### WHAT NEEDS TO BE DONE
I need all the entries repeated exactly as written.
··········
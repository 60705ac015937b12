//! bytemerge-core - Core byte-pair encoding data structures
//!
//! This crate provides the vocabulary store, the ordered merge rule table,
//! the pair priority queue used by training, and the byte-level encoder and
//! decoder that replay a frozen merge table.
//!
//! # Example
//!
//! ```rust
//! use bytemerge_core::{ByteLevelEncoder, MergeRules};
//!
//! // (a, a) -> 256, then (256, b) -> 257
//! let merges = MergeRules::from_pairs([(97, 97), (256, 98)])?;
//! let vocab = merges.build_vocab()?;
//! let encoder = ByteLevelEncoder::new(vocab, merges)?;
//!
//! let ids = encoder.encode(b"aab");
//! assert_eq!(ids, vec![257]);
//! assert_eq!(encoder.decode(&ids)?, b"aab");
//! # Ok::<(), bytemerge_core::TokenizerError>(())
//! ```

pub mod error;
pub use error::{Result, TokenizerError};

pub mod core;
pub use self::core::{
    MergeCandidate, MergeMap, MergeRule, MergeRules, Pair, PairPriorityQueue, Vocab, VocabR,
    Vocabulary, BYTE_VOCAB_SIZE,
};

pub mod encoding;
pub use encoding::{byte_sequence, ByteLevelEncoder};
··········
### EXPECTED ANSWER
repository 60705ac015937b12
//! bytemerge-core - Core byte-pair encoding data structures
//!
//! This crate provides the vocabulary store, the ordered merge rule table,
//! the pair priority queue used by training, and the byte-level encoder and
//! decoder that replay a frozen merge table.
//!
//! # Example
//!
//! ```rust
//! use bytemerge_core::{ByteLevelEncoder, MergeRules};
//!
//! // (a, a) -> 256, then (256, b) -> 257
//! let merges = MergeRules::from_pairs([(97, 97), (256, 98)])?;
//! let vocab = merges.build_vocab()?;
//! let encoder = ByteLevelEncoder::new(vocab, merges)?;
//!
//! let ids = encoder.encode(b"aab");
//! assert_eq!(ids, vec![257]);
//! assert_eq!(encoder.decode(&ids)?, b"aab");
//! # Ok::<(), bytemerge_core::TokenizerError>(())
//! ```

pub mod error;
pub use error::{Result, TokenizerError};

pub mod core;
pub use self::core::{
    MergeCandidate, MergeMap, MergeRule, MergeRules, Pair, PairPriorityQueue, Vocab, VocabR,
    Vocabulary, BYTE_VOCAB_SIZE,
};

pub mod encoding;
pub use encoding::{byte_sequence, ByteLevelEncoder};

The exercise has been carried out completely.